SWOT Outputs - Risks, Opportunities and Improvements

Q

QAMTY

#1
Hi everybody

At addressing the risk and opportunities according to 6.1, three doubts arised.

Hope you can share some comments.

The swot outputs: weakness, strength, opportunities and threats.
Once we have done the SWOT , well, we have the results.
And at applying 6.1, we need to consider 4.1 and 4.2

1- I think I can take as risk, the threats and weaknesses, and for opportunities I pull the opportunities, and for strength, what can I do?
Until here I complied with 6.1, I considered both clauses.

But I have more interesting data to analyze

2- What kind of actions I can take from the outputs, by making strategies and action plans, I can make improvement projects, would that the strategic direction ISO require?

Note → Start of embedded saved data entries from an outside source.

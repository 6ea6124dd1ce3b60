use std::io::Write;

use dialoguer::console::style;

use super::GitProtocol;

/// Progress of a login flow, reported to the operator as it happens.
#[derive(Debug, Clone, PartialEq, Eq)]
pub enum LoginEvent {
    LoggingInto { hostname: String },
    TokenHint { hostname: String, scopes: Vec<String> },
    SettingProtocol { hostname: String, protocol: GitProtocol },
    ProtocolConfigured { hostname: String, protocol: GitProtocol },
    LoggedIn { hostname: String, login: String },
}

pub trait LoginReporter {
    fn report(&mut self, event: &LoginEvent);
}

/// Renders events as status lines on a diagnostic stream.
pub struct TerminalReporter<W: Write> {
    out: W,
    color: bool,
}

impl TerminalReporter<std::io::Stderr> {
    pub fn stderr() -> Self {
        let color = dialoguer::console::colors_enabled_stderr();
        Self::new(std::io::stderr(), color)
    }
}

impl<W: Write> TerminalReporter<W> {
    pub fn new(out: W, color: bool) -> Self {
        Self { out, color }
    }

    pub fn into_inner(self) -> W {
        self.out
    }

    fn render(&self, event: &LoginEvent) -> String {
        let check = style("✓").green().force_styling(self.color);
        match event {
            LoginEvent::LoggingInto { hostname } => format!("- Logging into {hostname}"),
            LoginEvent::TokenHint { hostname, scopes } => {
                let scopes: Vec<String> = scopes.iter().map(|s| format!("'{s}'")).collect();
                format!(
                    "\nTip: you can generate a Personal Access Token here https://{hostname}/settings/tokens\n\
                     The minimum required scopes are {}.",
                    scopes.join(" and ")
                )
            }
            LoginEvent::SettingProtocol { hostname, protocol } => {
                format!("- Setting git_protocol to {protocol} for {hostname}")
            }
            LoginEvent::ProtocolConfigured { .. } => format!("{check} Configured git protocol"),
            LoginEvent::LoggedIn { login, .. } => format!(
                "{check} Logged in as {}",
                style(login).bold().force_styling(self.color)
            ),
        }
    }
}

impl<W: Write> LoginReporter for TerminalReporter<W> {
    fn report(&mut self, event: &LoginEvent) {
        let line = self.render(event);
        // Write failures on the diagnostic stream are ignored.
        let _ = writeln!(self.out, "{line}");
    }
}
//! Configuration system (env > `.env` > defaults) and the hosts store.

pub mod error;
pub mod store;

pub use error::StoreError;
pub use store::{
    normalize_host, CredentialStore, FileHostsStore, HostsDocument, GIT_PROTOCOL_KEY,
    OAUTH_TOKEN_KEY,
};

use std::path::PathBuf;

/// OAuth app used by the device-code flow unless overridden.
pub const DEFAULT_OAUTH_CLIENT_ID: &str = "178c6fc778ccc68e1d6a";

const CONFIG_DIR_ENV: &str = "HUBAUTH_CONFIG_DIR";
const API_URL_ENV: &str = "HUBAUTH_API_URL";
const CLIENT_ID_ENV: &str = "HUBAUTH_OAUTH_CLIENT_ID";

/// Process-level settings resolved once at startup.
#[derive(Debug, Clone, PartialEq, Eq)]
pub struct AppConfig {
    /// Directory holding `hosts.toml`.
    pub config_dir: PathBuf,
    /// API base URL used for every host instead of the derived one.
    pub api_url: Option<String>,
    pub oauth_client_id: String,
}

impl Default for AppConfig {
    fn default() -> Self {
        Self {
            config_dir: default_config_dir(),
            api_url: None,
            oauth_client_id: DEFAULT_OAUTH_CLIENT_ID.to_string(),
        }
    }
}

impl AppConfig {
    /// Load from environment variables, reading `.env` first if present.
    pub fn from_env() -> Self {
        let _ = dotenvy::dotenv();
        Self::from_lookup(|key| std::env::var(key).ok())
    }

    /// Resolve settings through an arbitrary variable lookup.
    pub fn from_lookup(lookup: impl Fn(&str) -> Option<String>) -> Self {
        let non_empty = |key: &str| lookup(key).filter(|value| !value.trim().is_empty());
        let defaults = Self::default();
        Self {
            config_dir: non_empty(CONFIG_DIR_ENV)
                .map(PathBuf::from)
                .unwrap_or(defaults.config_dir),
            api_url: non_empty(API_URL_ENV),
            oauth_client_id: non_empty(CLIENT_ID_ENV).unwrap_or(defaults.oauth_client_id),
        }
    }

    pub fn hosts_path(&self) -> PathBuf {
        self.config_dir.join(FileHostsStore::FILE_NAME)
    }
}

fn default_config_dir() -> PathBuf {
    directories::BaseDirs::new()
        .map(|dirs| dirs.config_dir().join("hubauth"))
        .unwrap_or_else(|| PathBuf::from(".hubauth"))
}
use thiserror::Error;

use crate::config::StoreError;

/// Failures talking to a host's REST API.
#[derive(Debug, Error)]
pub enum ApiError {
    #[error("no oauth_token configured for {hostname}")]
    MissingToken { hostname: String },
    #[error("Network error: {0}")]
    Network(String),
    #[error("HTTP {status}: {message}")]
    Status { status: u16, message: String },
    #[error("Invalid response: {0}")]
    InvalidResponse(String),
    #[error(transparent)]
    Store(#[from] StoreError),
}

impl ApiError {
    pub fn status(&self) -> Option<u16> {
        match self {
            Self::Status { status, .. } => Some(*status),
            _ => None,
        }
    }
}

impl From<reqwest::Error> for ApiError {
    fn from(error: reqwest::Error) -> Self {
        Self::Network(error.to_string())
    }
}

On the other way, suppose, In SWOT , is detected as a weakness, poor inspection product, and the top management has a strategy to eliminate this weakness, but in the production process, the engineer (owner of the process) also detected as a risk, the poor inspection product (same issue but at lower level).

3-Could the engineer say that this risk was considered by the top management?

Or risk detected in SWOT have to be considered as risks in other level (strategic), and would need other kind of treatment?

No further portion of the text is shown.